TEMPO.CO, Jakarta - Posisi Investasi Internasional (PII) Indonesia pada triwulan II 2021 mencatat kewajiban neto yang menurun. Pada akhir triwulan II 2021, PII Indonesia mencatat kewajiban neto US$ 264,1 miliar (23,8 persen dari PDB), menurun dibandingkan dengan kewajiban neto pada akhir triwulan I 2021 sebesar US$ 267,5 miliar (25,2 persen dari PDB).
"Penurunan kewajiban neto tersebut disebabkan oleh peningkatan posisi Aset Finansial Luar Negeri (AFLN) yang lebih besar dari peningkatan posisi Kewajiban Finansial Luar Negeri (KFLN)," kata Kepala Departemen Komunikasi Bank Indonesia Erwin Haryono dalam konferensi pers virtual Jumat, 24 September 2021.
Posisi AFLN pada akhir triwulan II 2021 tumbuh 1,2 persen (qtq), dari US$ 410,2 miliar pada akhir triwulan sebelumnya menjadi US$ 415,0 miliar. Selain karena faktor transaksi, peningkatan posisi AFLN juga ditopang oleh faktor revaluasi akibat pelemahan dolar AS terhadap mayoritas mata uang utama dunia dan peningkatan indeks saham di sebagian besar negara penempatan aset.
Sedangan posisi KFLN Indonesia meningkat 0,2 persen (qtq) dari US$ 677,7 miliar pada akhir triwulan I 2021 menjadi US$ 679,1 miliar pada akhir triwulan II 2021. Posisi KFLN yang meningkat tersebut terutama disebabkan oleh peningkatan aliran masuk modal asing dalam bentuk investasi langsung dan investasi portofolio seiring persepsi positif investor terhadap prospek perbaikan perekonomian domestik.
"Peningkatan lebih lanjut tertahan oleh faktor revaluasi negatif atas nilai instrumen keuangan domestik sejalan dengan penurunan harga saham beberapa perusahaan di dalam negeri," ujarnya.
Menurut Erwin, Bank Indonesia memandang perkembangan PII Indonesia pada triwulan II 2021 tetap terjaga dan mendukung ketahanan eksternal. Hal ini tercermin dari struktur kewajiban PII Indonesia yang didominasi oleh instrumen berjangka panjang.

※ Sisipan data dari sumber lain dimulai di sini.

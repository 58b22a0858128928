//! Resolution of external identifiers to internal user ids.
//!
//! The resolver exclusively owns identity-link lifecycle. Reads go through an
//! injected [`IdentityCache`]; every mutation invalidates the whole
//! organization in that cache.

use std::sync::Arc;

use chrono::Duration;

use crate::clock::{mint_routing_id, RoutingClock};
use crate::identity_cache::{IdentityCache, IdentityCacheKey, DEFAULT_IDENTITY_CACHE_TTL_SECONDS};
use crate::identity_link::{identity_link_id, ExternalIdentity, ExternalIdentityType, IdentityLink};
use crate::routing_contract::NormalizedMessage;
use crate::routing_error::{RoutingEngineResult, ThreadRoutingError};
use crate::routing_store::IdentityLinkStore;

pub const EXTERNAL_USER_ID_PREFIX: &str = "external-user";

/// User id resolved (or minted) for a message sender.
#[derive(Debug, Clone, PartialEq, Eq)]
pub struct SenderIdentity {
    pub user_id: String,
    pub minted: bool,
}

pub struct IdentityResolver {
    store: Arc<dyn IdentityLinkStore>,
    cache: Arc<dyn IdentityCache>,
    clock: Arc<dyn RoutingClock>,
    cache_ttl: Duration,
}

impl IdentityResolver {
    pub fn new(
        store: Arc<dyn IdentityLinkStore>,
        cache: Arc<dyn IdentityCache>,
        clock: Arc<dyn RoutingClock>,
    ) -> Self {
        Self {
            store,
            cache,
            clock,
            cache_ttl: Duration::seconds(DEFAULT_IDENTITY_CACHE_TTL_SECONDS),
        }
    }

    pub fn with_cache_ttl(mut self, cache_ttl: Duration) -> Self {
        self.cache_ttl = cache_ttl;
        self
    }

    /// Maps an external identifier to a user id within `organization_id`.
    ///
    /// More than one matching link is a data-integrity fault; it is logged and
    /// the first link in store order wins.
    #[tracing::instrument(name = "tau_thread_routing.identity.lookup", skip(self))]
    pub async fn lookup(
        &self,
        external_identifier: &str,
        organization_id: &str,
    ) -> RoutingEngineResult<Option<String>> {
        let identifier = external_identifier.trim();
        if identifier.is_empty() {
            return Err(ThreadRoutingError::InvalidIdentifier {
                kind: "external",
                value: external_identifier.to_string(),
            });
        }
        let organization_id = require_organization(organization_id)?;

        let key = IdentityCacheKey::new(organization_id, identifier);
        if let Some(user_id) = self.cache.get(&key) {
            tracing::debug!(user_id = %user_id, "identity cache hit");
            return Ok(Some(user_id));
        }

        let links = self.store.list_identity_links(organization_id).await?;
        let matches = links
            .iter()
            .filter(|link| link.contains_identifier(identifier))
            .collect::<Vec<_>>();
        let Some(first) = matches.first() else {
            return Ok(None);
        };
        if matches.len() > 1 {
            tracing::warn!(
                organization_id,
                external_identifier = identifier,
                matched_users = ?matches.iter().map(|link| link.user_id.as_str()).collect::<Vec<_>>(),
                chosen_user = %first.user_id,
                "identity integrity anomaly: identifier linked to multiple users"
            );
        }
        let user_id = first.user_id.clone();
        self.cache.set(key, user_id.clone(), self.cache_ttl);
        Ok(Some(user_id))
    }

    /// Adds or refreshes one external identity on the user's link.
    ///
    /// Re-adding an identity that is already present updates it in place, so
    /// the call is idempotent.
    pub async fn add_external_identity(
        &self,
        user_id: &str,
        identity: ExternalIdentity,
        organization_id: &str,
    ) -> RoutingEngineResult<IdentityLink> {
        let user_id = require_user(user_id)?;
        let organization_id = require_organization(organization_id)?;
        let value = identity.identity_type.normalize_value(&identity.value)?;
        let identity = ExternalIdentity { value, ..identity };

        self.ensure_unclaimed(user_id, organization_id, &identity)
            .await?;

        let now = self.clock.now();
        let link_id = identity_link_id(organization_id, user_id);
        let mut link = match self.store.get_identity_link(&link_id).await? {
            Some(link) => link,
            None => IdentityLink::new(user_id, organization_id, now),
        };
        match link.find_identity_mut(identity.identity_type, &identity.value) {
            Some(existing) => {
                existing.value = identity.value.clone();
                if identity.verified {
                    existing.verified = true;
                    existing.verified_at = identity.verified_at.or(Some(now));
                    existing.verified_expires_at = identity.verified_expires_at;
                }
            }
            None => link.external_identities.push(identity),
        }
        link.updated_at = Some(now);
        self.save_link(link).await
    }

    /// Marks an identity verified, refreshing timestamp and expiry when it
    /// already was.
    pub async fn verify_identity(
        &self,
        user_id: &str,
        organization_id: &str,
        identity_type: ExternalIdentityType,
        value: &str,
        expires_in: Option<Duration>,
    ) -> RoutingEngineResult<IdentityLink> {
        let now = self.clock.now();
        self.update_identity(user_id, organization_id, identity_type, value, |identity| {
            identity.verified = true;
            identity.verified_at = Some(now);
            identity.verified_expires_at = expires_in.map(|ttl| now + ttl);
        })
        .await
    }

    pub async fn unverify_identity(
        &self,
        user_id: &str,
        organization_id: &str,
        identity_type: ExternalIdentityType,
        value: &str,
    ) -> RoutingEngineResult<IdentityLink> {
        self.update_identity(
            user_id,
            organization_id,
            identity_type,
            value,
            ExternalIdentity::clear_verification,
        )
        .await
    }

    /// Identities linked to `user_id`, with expired verification shown as unverified.
    pub async fn linked_identities(
        &self,
        user_id: &str,
        organization_id: &str,
    ) -> RoutingEngineResult<Vec<ExternalIdentity>> {
        let link_id = identity_link_id(organization_id, user_id);
        let now = self.clock.now();
        let Some(link) = self.store.get_identity_link(&link_id).await? else {
            return Ok(Vec::new());
        };
        Ok(link
            .external_identities
            .into_iter()
            .map(|mut identity| {
                if identity.verified && !identity.is_verified_at(now) {
                    identity.clear_verification();
                }
                identity
            })
            .collect())
    }

    /// Physically clears verification fields whose expiry has passed.
    pub async fn sweep_expired_verifications(&self) -> RoutingEngineResult<usize> {
        let now = self.clock.now();
        let mut cleared = 0_usize;
        for mut link in self.store.list_all_identity_links().await? {
            let mut changed = false;
            for identity in &mut link.external_identities {
                if identity.verified_expires_at.is_some() && !identity.is_verified_at(now) {
                    identity.clear_verification();
                    cleared = cleared.saturating_add(1);
                    changed = true;
                }
            }
            if changed {
                link.updated_at = Some(now);
                self.save_link(link).await?;
            }
        }
        if cleared > 0 {
            tracing::info!(cleared, "expired identity verifications cleared");
        }
        Ok(cleared)
    }

    /// Resolves the sender's user id, minting and linking a synthetic one for
    /// unknown senders.
    pub async fn resolve_or_mint_sender(
        &self,
        message: &NormalizedMessage,
        organization_id: &str,
    ) -> RoutingEngineResult<SenderIdentity> {
        if let Some(user_id) = self
            .lookup(&message.sender_identifier, organization_id)
            .await?
        {
            return Ok(SenderIdentity {
                user_id,
                minted: false,
            });
        }

        let user_id = mint_routing_id(EXTERNAL_USER_ID_PREFIX, self.clock.now());
        let preferred_type = ExternalIdentityType::for_channel(message.channel);
        let identity_type = if preferred_type
            .normalize_value(&message.sender_identifier)
            .is_ok()
        {
            preferred_type
        } else {
            tracing::debug!(
                sender = %message.sender_identifier,
                channel = message.channel.as_str(),
                "sender does not match channel identity format; linking as platform id"
            );
            ExternalIdentityType::PlatformId
        };
        let identity = ExternalIdentity::unverified(identity_type, &message.sender_identifier);
        if let Err(error) = self
            .add_external_identity(&user_id, identity, organization_id)
            .await
        {
            tracing::warn!(
                user_id = %user_id,
                sender = %message.sender_identifier,
                error = %error,
                "minted user could not be linked to sender"
            );
        }
        Ok(SenderIdentity {
            user_id,
            minted: true,
        })
    }

    async fn update_identity<F>(
        &self,
        user_id: &str,
        organization_id: &str,
        identity_type: ExternalIdentityType,
        value: &str,
        apply: F,
    ) -> RoutingEngineResult<IdentityLink>
    where
        F: FnOnce(&mut ExternalIdentity) + Send,
    {
        let user_id = require_user(user_id)?;
        let organization_id = require_organization(organization_id)?;
        let value = identity_type.normalize_value(value)?;
        let link_id = identity_link_id(organization_id, user_id);
        let mut link = self.store.get_identity_link(&link_id).await?.ok_or_else(|| {
            ThreadRoutingError::IdentityLinkNotFound {
                user_id: user_id.to_string(),
                organization_id: organization_id.to_string(),
            }
        })?;
        let identity = link
            .find_identity_mut(identity_type, &value)
            .ok_or_else(|| ThreadRoutingError::ExternalIdentityNotFound {
                kind: identity_type.as_str(),
                value: value.clone(),
                user_id: user_id.to_string(),
            })?;
        apply(identity);
        link.updated_at = Some(self.clock.now());
        self.save_link(link).await
    }

    async fn ensure_unclaimed(
        &self,
        user_id: &str,
        organization_id: &str,
        identity: &ExternalIdentity,
    ) -> RoutingEngineResult<()> {
        let links = self.store.list_identity_links(organization_id).await?;
        let claimed = links.iter().find(|link| {
            link.user_id != user_id
                && link
                    .find_identity(identity.identity_type, &identity.value)
                    .is_some()
        });
        match claimed {
            Some(link) => Err(ThreadRoutingError::IdentityConflict {
                kind: identity.identity_type.as_str(),
                value: identity.value.clone(),
                existing_user_id: link.user_id.clone(),
                organization_id: organization_id.to_string(),
            }),
            None => Ok(()),
        }
    }

    async fn save_link(&self, link: IdentityLink) -> RoutingEngineResult<IdentityLink> {
        let organization_id = link.organization_id.clone();
        self.store.put_identity_link(link.clone()).await?;
        self.cache.invalidate_prefix(&organization_id);
        Ok(link)
    }
}

fn require_organization(organization_id: &str) -> RoutingEngineResult<&str> {
    let trimmed = organization_id.trim();
    if trimmed.is_empty() {
        return Err(ThreadRoutingError::InvalidOrganization(
            organization_id.to_string(),
        ));
    }
    Ok(trimmed)
}

fn require_user(user_id: &str) -> RoutingEngineResult<&str> {
    let trimmed = user_id.trim();
    if trimmed.is_empty() {
        return Err(ThreadRoutingError::InvalidIdentifier {
            kind: "user",
            value: user_id.to_string(),
        });
    }
    Ok(trimmed)
}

Ke depan, kata dia, Bank Indonesia meyakini kinerja PII Indonesia akan tetap terjaga sejalan dengan upaya pemulihan ekonomi Indonesia dari dampak pandemi Covid-19 yang didukung sinergi bauran kebijakan Bank Indonesia dan pemerintah, serta otoritas terkait lainnya.
"Meskipun demikian, Bank Indonesia akan tetap memantau potensi risiko terkait kewajiban neto PII terhadap perekonomian," kata Erwin.